Top of The data
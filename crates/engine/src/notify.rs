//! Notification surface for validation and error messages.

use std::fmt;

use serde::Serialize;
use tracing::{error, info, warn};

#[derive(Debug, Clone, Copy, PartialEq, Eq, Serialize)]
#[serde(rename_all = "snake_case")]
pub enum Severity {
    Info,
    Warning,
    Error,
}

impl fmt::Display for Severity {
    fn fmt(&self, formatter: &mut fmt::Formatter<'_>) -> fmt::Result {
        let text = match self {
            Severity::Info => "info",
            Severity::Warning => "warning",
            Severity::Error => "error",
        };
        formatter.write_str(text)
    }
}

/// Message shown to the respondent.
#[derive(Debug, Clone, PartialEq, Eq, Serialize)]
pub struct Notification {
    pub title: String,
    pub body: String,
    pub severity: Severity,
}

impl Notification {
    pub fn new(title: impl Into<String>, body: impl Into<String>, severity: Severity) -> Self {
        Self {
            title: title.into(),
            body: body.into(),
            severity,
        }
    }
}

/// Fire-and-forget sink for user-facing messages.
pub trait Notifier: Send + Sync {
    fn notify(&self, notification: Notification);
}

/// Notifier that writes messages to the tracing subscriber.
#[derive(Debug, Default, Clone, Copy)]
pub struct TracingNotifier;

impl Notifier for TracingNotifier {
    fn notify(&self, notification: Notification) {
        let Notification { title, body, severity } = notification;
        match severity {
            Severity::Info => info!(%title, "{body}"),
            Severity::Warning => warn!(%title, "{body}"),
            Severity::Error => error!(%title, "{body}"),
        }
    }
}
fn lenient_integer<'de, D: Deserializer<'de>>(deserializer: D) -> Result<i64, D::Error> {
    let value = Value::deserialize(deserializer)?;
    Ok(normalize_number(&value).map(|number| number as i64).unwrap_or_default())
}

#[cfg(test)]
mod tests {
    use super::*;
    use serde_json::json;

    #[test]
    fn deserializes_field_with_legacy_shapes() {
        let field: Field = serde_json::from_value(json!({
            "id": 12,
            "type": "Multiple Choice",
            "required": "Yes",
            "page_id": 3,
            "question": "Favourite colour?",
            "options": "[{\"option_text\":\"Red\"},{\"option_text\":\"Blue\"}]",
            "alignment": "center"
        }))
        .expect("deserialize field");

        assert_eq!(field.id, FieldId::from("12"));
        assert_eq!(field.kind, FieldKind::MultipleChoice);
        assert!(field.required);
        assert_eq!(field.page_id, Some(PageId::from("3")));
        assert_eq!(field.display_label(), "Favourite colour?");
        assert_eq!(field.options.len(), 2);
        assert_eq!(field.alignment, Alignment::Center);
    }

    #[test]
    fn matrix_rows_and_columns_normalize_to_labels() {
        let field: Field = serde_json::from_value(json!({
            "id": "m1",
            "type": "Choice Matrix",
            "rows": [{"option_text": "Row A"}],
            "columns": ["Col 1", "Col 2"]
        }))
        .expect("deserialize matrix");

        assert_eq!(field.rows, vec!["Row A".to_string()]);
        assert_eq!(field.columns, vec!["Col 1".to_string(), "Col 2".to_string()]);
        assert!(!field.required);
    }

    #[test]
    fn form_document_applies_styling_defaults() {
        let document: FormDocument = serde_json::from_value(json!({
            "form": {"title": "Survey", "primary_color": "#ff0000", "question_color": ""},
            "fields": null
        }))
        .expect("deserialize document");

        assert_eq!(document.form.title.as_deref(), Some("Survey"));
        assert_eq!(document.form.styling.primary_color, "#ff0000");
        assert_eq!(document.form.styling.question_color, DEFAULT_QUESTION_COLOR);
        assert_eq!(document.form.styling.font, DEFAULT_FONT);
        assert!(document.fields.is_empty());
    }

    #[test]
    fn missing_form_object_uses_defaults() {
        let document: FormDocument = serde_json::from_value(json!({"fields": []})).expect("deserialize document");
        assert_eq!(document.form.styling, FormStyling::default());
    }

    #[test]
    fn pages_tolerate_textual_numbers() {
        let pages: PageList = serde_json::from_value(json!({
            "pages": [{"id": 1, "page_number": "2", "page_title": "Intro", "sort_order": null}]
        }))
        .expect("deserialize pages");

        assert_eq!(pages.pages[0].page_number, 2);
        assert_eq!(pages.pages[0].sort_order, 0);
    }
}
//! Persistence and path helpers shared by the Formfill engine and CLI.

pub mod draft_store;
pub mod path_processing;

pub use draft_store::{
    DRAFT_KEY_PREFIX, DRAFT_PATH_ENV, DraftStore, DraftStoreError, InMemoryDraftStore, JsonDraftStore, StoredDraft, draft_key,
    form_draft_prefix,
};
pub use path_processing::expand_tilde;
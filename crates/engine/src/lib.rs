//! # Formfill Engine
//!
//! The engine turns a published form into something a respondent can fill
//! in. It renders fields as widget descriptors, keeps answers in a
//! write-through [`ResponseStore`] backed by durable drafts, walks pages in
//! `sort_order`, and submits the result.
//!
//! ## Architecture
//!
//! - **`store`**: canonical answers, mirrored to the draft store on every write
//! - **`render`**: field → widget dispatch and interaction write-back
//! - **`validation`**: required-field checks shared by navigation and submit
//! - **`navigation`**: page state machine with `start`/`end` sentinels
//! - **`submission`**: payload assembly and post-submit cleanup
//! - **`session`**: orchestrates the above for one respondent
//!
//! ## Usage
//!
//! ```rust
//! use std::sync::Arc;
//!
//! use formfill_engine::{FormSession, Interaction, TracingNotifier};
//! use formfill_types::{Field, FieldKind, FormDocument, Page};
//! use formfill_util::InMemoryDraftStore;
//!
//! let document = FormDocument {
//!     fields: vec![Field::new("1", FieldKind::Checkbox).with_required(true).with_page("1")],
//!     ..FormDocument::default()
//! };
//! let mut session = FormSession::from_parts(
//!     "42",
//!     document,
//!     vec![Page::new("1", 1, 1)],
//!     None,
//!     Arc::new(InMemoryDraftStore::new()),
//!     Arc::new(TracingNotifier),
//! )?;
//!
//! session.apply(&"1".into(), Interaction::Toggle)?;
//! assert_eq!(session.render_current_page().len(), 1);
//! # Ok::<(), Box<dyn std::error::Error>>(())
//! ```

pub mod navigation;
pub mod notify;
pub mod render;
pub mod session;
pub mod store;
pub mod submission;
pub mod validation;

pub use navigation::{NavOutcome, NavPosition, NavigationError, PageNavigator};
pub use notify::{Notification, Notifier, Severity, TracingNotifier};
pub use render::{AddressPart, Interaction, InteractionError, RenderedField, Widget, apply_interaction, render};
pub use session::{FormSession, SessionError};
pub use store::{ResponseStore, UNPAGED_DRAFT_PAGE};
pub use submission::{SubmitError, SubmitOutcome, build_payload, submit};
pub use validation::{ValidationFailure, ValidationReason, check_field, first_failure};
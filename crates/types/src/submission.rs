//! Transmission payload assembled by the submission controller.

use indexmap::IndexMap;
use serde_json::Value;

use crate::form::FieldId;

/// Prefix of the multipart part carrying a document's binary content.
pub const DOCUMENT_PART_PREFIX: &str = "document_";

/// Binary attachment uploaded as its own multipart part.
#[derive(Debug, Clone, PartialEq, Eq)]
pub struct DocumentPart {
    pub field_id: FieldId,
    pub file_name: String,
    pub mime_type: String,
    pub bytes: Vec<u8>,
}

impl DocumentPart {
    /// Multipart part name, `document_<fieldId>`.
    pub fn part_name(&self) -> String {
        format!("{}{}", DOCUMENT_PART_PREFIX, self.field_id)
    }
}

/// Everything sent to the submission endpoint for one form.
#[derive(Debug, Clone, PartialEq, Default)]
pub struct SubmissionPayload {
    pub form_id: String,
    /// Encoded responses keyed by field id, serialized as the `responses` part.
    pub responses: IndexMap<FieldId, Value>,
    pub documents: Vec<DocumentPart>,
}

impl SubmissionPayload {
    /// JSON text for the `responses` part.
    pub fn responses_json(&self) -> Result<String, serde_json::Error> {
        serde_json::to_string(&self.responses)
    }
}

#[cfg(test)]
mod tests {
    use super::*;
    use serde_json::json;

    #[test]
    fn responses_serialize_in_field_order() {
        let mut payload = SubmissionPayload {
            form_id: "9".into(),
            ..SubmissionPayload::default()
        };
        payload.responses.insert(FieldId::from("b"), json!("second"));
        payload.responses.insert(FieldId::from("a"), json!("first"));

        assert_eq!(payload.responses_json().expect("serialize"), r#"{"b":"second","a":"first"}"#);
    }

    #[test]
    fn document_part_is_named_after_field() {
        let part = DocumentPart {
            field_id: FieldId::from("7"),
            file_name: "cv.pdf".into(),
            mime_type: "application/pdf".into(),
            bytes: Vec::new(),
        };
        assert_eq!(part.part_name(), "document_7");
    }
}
Bottom of The data
▶ **What you need to do**: Copy the lines that hold the word "SubmissionPayload". Take them from the records above.

▶ **Response**:
pub struct SubmissionPayload {
impl SubmissionPayload {
        let mut payload = SubmissionPayload {
            ..SubmissionPayload::default()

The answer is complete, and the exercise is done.